Fuel reduction + vertical separation = lower flame length

Opening — Why This Guide Exists

There's a moment many Eastern Washington landowners know too well: you step into your woods in July, and the air has that dry, papery feel. Pine needles crunch under your boots. The understory is thick enough to snag your jeans. Dead limbs hang low. You can see the slope — steep, sun-baked, and packed with young, skinny trees competing for water like a crowd in a doorway.

Then the wind shifts. A band of smoke appears on the horizon — maybe from the Okanogan, maybe from somewhere over the ridge — and you do the mental math that every rural landowner does now: How fast could a fire run this draw? Would it stay on the ground, or climb into the canopy? If it crowned, what happens to the fence line? The outbuildings? The neighbors?

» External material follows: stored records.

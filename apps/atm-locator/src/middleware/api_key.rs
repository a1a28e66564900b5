//! # API キー認証ミドルウェア
//!
//! `API_KEY` が設定されている場合、`/api/*` へのリクエストに API キーを要求する。
//!
//! 受け付ける資格情報:
//!
//! - `apikey: <key>` ヘッダー
//! - `Authorization: Basic base64(<key>:)`（ユーザー名に API キー、パスワードは空）
//!
//! どちらも無い、または一致しない場合は 401 を返す。

use std::sync::Arc;

use axum::{
    body::Body,
    extract::State,
    http::{HeaderMap, Request, header},
    middleware::Next,
    response::Response,
};
use base64::{Engine as _, engine::general_purpose::STANDARD};
use subtle::ConstantTimeEq;

use crate::error::ApiError;

/// API キーを運ぶヘッダー名
const API_KEY_HEADER: &str = "apikey";

/// Basic 認証のスキーム名（大文字小文字を区別しない）
const BASIC_SCHEME: &str = "Basic";

/// API キー認証の状態
#[derive(Debug, Clone, Default)]
pub struct ApiKeyState {
    api_key: Option<Arc<str>>,
}

impl ApiKeyState {
    pub fn new(api_key: Option<String>) -> Self {
        Self {
            api_key: api_key.map(Arc::from),
        }
    }

    /// ヘッダーの資格情報が設定済みの API キーと一致するか
    ///
    /// 認証が無効なら常に `true`。
    fn authorize(&self, headers: &HeaderMap) -> bool {
        let Some(expected) = self.api_key.as_deref() else {
            return true;
        };

        provided_keys(headers).any(|provided| {
            // タイミング攻撃対策として定数時間比較を使用
            bool::from(provided.as_bytes().ct_eq(expected.as_bytes()))
        })
    }
}

/// リクエストに含まれる API キー候補を列挙する
fn provided_keys(headers: &HeaderMap) -> impl Iterator<Item = String> + '_ {
    let from_header = headers
        .get(API_KEY_HEADER)
        .and_then(|v| v.to_str().ok())
        .map(str::to_string);

    let from_basic = headers
        .get(header::AUTHORIZATION)
        .and_then(|v| v.to_str().ok())
        .and_then(basic_username);

    from_header.into_iter().chain(from_basic)
}

/// `Basic` 認証ヘッダーからユーザー名を取り出す
fn basic_username(value: &str) -> Option<String> {
    let (scheme, encoded) = value.trim_start().split_once(' ')?;
    if !scheme.eq_ignore_ascii_case(BASIC_SCHEME) {
        return None;
    }
    let decoded = STANDARD.decode(encoded.trim()).ok()?;
    let credentials = String::from_utf8(decoded).ok()?;
    let (username, _password) = credentials.split_once(':')?;
    Some(username.to_string())
}

/// API キー認証ミドルウェア
///
/// `route_layer(from_fn_with_state(state, require_api_key))` として
/// 認証対象のルーターにのみ適用する。
pub async fn require_api_key(
    State(state): State<ApiKeyState>,
    request: Request<Body>,
    next: Next,
) -> Result<Response, ApiError> {
    if !state.authorize(request.headers()) {
        tracing::debug!(path = %request.uri().path(), "API キー認証に失敗しました");
        return Err(ApiError::Unauthorized);
    }

    Ok(next.run(request).await)
}
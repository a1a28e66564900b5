//! # ATM Locator サーバー
//!
//! ## 環境変数
//!
//! | 変数名 | デフォルト | 説明 |
//! |--------|------------|------|
//! | `ATM_LOCATOR_HOST` | `0.0.0.0` | バインドアドレス |
//! | `ATM_LOCATOR_PORT` | `8080` | ポート番号 |
//! | `API_KEY` | - | 設定時は `/api/*` に API キー認証を要求する |
//! | `LOG_FORMAT` | `pretty` | `json` または `pretty` |
//! | `RUST_LOG` | `info,atm_locator=debug` | ログフィルタ |
//!
//! ## 起動方法
//!
//! ```bash
//! cargo run --bin atm-locator
//! ```

use atm_locator::{app::App, config::AppConfig};
use atm_locator_shared::observability::{LogFormat, init_tracing};

#[tokio::main]
async fn main() -> anyhow::Result<()> {
    // .env ファイルを読み込む（存在する場合）
    dotenvy::dotenv().ok();

    init_tracing(LogFormat::from_env());

    let config = AppConfig::from_env()?;
    tracing::debug!(?config, "設定を読み込みました");

    App::new(config).start().await?.wait().await
}
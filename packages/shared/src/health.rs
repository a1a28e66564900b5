//! # ヘルスチェック共通型

use serde::{Deserialize, Serialize};

/// ヘルスチェックレスポンス
///
/// `status` はサービスの稼働状態、`version` は Cargo.toml のバージョンを示す。
///
/// ## 使用例
///
/// ```
/// use atm_locator_shared::HealthResponse;
///
/// let response = HealthResponse::healthy("0.1.0");
/// assert_eq!(response.status, "healthy");
/// ```
#[derive(Debug, Clone, PartialEq, Eq, Serialize, Deserialize)]
pub struct HealthResponse {
    /// 稼働状態（`"healthy"` または `"unhealthy"`）
    pub status:  String,
    /// アプリケーションバージョン
    pub version: String,
}

impl HealthResponse {
    /// 稼働中を表すレスポンスを作成する
    pub fn healthy(version: impl Into<String>) -> Self {
        Self {
            status:  "healthy".to_string(),
            version: version.into(),
        }
    }
}
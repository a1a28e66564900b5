//! # API エラーハンドリング
//!
//! HTTP API のエラー定義と、axum レスポンスへの変換を行う。
//!
//! ## エラーの階層
//!
//! ```text
//! ドメイン層エラー (DomainError) / axum の抽出エラー (JsonRejection)
//!        ↓ From
//! API エラー (ApiError)
//!        ↓ IntoResponse
//! HTTP レスポンス (StatusCode + {"error": "..."})
//! ```
//!
//! レコードの不在はストア層ではエラーではない（`Option::None`）。
//! HTTP 層でリソースを返せない場合に初めて [`ApiError::NotFound`] になる。

use atm_locator_domain::DomainError;
use atm_locator_shared::{ErrorResponse, error_response::missing_parameter_message};
use axum::{
    Json,
    extract::rejection::{JsonRejection, QueryRejection},
    http::{HeaderValue, StatusCode, header},
    response::{IntoResponse, Response},
};
use thiserror::Error;

/// `WWW-Authenticate` ヘッダーの値
const AUTHENTICATE_CHALLENGE: &str = r#"Basic realm="atm-locator""#;

/// API 層で発生するエラー
///
/// `IntoResponse` を実装しているため、ハンドラは `Result<_, ApiError>` を返せばよい。
#[derive(Debug, Error, PartialEq, Eq)]
pub enum ApiError {
    /// バリデーションエラー（400 Bad Request）
    ///
    /// メッセージはそのままレスポンスの `error` に入る。
    #[error("{0}")]
    Validation(String),

    /// 認証エラー（401 Unauthorized）
    #[error("Unauthorized")]
    Unauthorized,

    /// リソースが見つからない（404 Not Found）
    #[error("Not Found")]
    NotFound,

    /// 予期しないエラー（500 Internal Server Error）
    ///
    /// 詳細はログにのみ出力し、レスポンスには固定メッセージを返す。
    #[error("内部エラー: {0}")]
    Internal(String),
}

impl ApiError {
    /// 必須パラメータ欠落のバリデーションエラー
    pub fn missing_parameter(name: &str) -> Self {
        Self::Validation(missing_parameter_message(name))
    }

    pub fn status(&self) -> StatusCode {
        match self {
            ApiError::Validation(_) => StatusCode::BAD_REQUEST,
            ApiError::Unauthorized => StatusCode::UNAUTHORIZED,
            ApiError::NotFound => StatusCode::NOT_FOUND,
            ApiError::Internal(_) => StatusCode::INTERNAL_SERVER_ERROR,
        }
    }
}

impl From<DomainError> for ApiError {
    fn from(err: DomainError) -> Self {
        match err {
            DomainError::Validation(msg) => ApiError::Validation(msg),
        }
    }
}

impl From<JsonRejection> for ApiError {
    fn from(rejection: JsonRejection) -> Self {
        ApiError::Validation(format!(
            "Request validation failed: {}",
            rejection.body_text()
        ))
    }
}

impl From<QueryRejection> for ApiError {
    fn from(rejection: QueryRejection) -> Self {
        ApiError::Validation(format!(
            "Request validation failed: {}",
            rejection.body_text()
        ))
    }
}

impl IntoResponse for ApiError {
    fn into_response(self) -> Response {
        let status = self.status();
        let body = match &self {
            ApiError::Validation(msg) => ErrorResponse::new(msg.clone()),
            ApiError::Unauthorized => ErrorResponse::unauthorized(),
            ApiError::NotFound => ErrorResponse::not_found(),
            ApiError::Internal(_) => ErrorResponse::internal_error(),
        };

        if status.is_server_error() {
            tracing::error!(error = %self, "リクエストの処理に失敗しました");
        } else if status.is_client_error() {
            tracing::debug!(status = status.as_u16(), error = %self, "リクエストを拒否しました");
        }

        let mut response = (status, Json(body)).into_response();
        if matches!(self, ApiError::Unauthorized) {
            response.headers_mut().insert(
                header::WWW_AUTHENTICATE,
                HeaderValue::from_static(AUTHENTICATE_CHALLENGE),
            );
        }
        response
    }
}

#[cfg(test)]
mod tests {
    use pretty_assertions::assert_eq;
    use rstest::rstest;

    use super::*;

    async fn body_json(response: Response) -> serde_json::Value {
        let bytes = axum::body::to_bytes(response.into_body(), usize::MAX)
            .await
            .unwrap();
        serde_json::from_slice(&bytes).unwrap()
    }

    #[rstest]
    #[case(ApiError::missing_parameter("username"), StatusCode::BAD_REQUEST)]
    #[case(ApiError::Unauthorized, StatusCode::UNAUTHORIZED)]
    #[case(ApiError::NotFound, StatusCode::NOT_FOUND)]
    #[case(ApiError::Internal("boom".to_string()), StatusCode::INTERNAL_SERVER_ERROR)]
    fn test_バリアントごとのステータスコード(#[case] error: ApiError, #[case] expected: StatusCode) {
        assert_eq!(error.into_response().status(), expected);
    }

    #[tokio::test]
    async fn test_バリデーションエラーはerrorフィールドにメッセージを入れる() {
        let response = ApiError::missing_parameter("username").into_response();

        assert_eq!(
            body_json(response).await,
            serde_json::json!({
                "error": "Request validation failed: Parameter (username) is required"
            })
        );
    }

    #[tokio::test]
    async fn test_内部エラーの詳細はレスポンスに含めない() {
        let response = ApiError::Internal("db password leaked".to_string()).into_response();

        assert_eq!(
            body_json(response).await,
            serde_json::json!({ "error": "Internal Server Error" })
        );
    }

    #[test]
    fn test_unauthorizedはwww_authenticateヘッダーを付ける() {
        let response = ApiError::Unauthorized.into_response();

        assert_eq!(
            response.headers().get(header::WWW_AUTHENTICATE).unwrap(),
            AUTHENTICATE_CHALLENGE
        );
    }

    #[test]
    fn test_domain_errorから変換できる() {
        let error: ApiError = DomainError::Validation("bad".to_string()).into();

        assert_eq!(error, ApiError::Validation("bad".to_string()));
    }
}
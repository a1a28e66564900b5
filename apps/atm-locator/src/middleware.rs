//! # ミドルウェア
//!
//! - [`api_key`]: `/api/*` の API キー認証
//! - [`request_id`]: ハンドラから Request ID を参照するための extractor

pub mod api_key;
pub mod request_id;

pub use api_key::{ApiKeyState, require_api_key};
pub use request_id::CurrentRequestId;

A century ago, the answer across much of Eastern Washington would have been different. Fire would have visited often, but it was usually the kind of fire that cleans, not the kind that erases. Now, after decades of suppressing nearly every ignition and letting forests thicken into tinder, the state is facing a situation it can't outspend or outmuscle with engines alone.

Here's the part that still surprises people: Washington's Department of Natural Resources (DNR) offers eligible non-federal private landowners a cost-share arrangement where DNR may reimburse up to 50% of actual costs for approved forest health and wildfire resilience work — up to per-acre caps set by the state. You can read the program details on DNR's Forest Resilience Division page.

That can include thinning, pruning, brush control, slash disposal, even prescribed burning — the building blocks of defensible space when they're done with purpose. The program is real. It's also easy to miss, easy to misunderstand, and easy to lose — because one wrong move (starting work before written approval) can zero out your reimbursement.

Calculator provides estimates only — see Important Disclaimers below.

Why This Program Exists — The Forest Health Crisis

Eastern Washington's forests were shaped by fire. Not catastrophic fire — regular, low-to-moderate intensity burns that moved along the ground, thinning seedlings, burning brush, and leaving the big, fire-adapted trees standing. In many dry ponderosa pine and mixed-conifer systems, fire return intervals fell well under 25 years, maintaining open, resilient stands.

Then came the early 1900s and the long era of aggressive fire suppression — launched after the 1910 Big Blowup. Add grazing that reduced fine fuels, the disruption of Indigenous burning practices, and decades of management that allowed shade-tolerant species to fill in beneath older pines — and the forest began to change shape.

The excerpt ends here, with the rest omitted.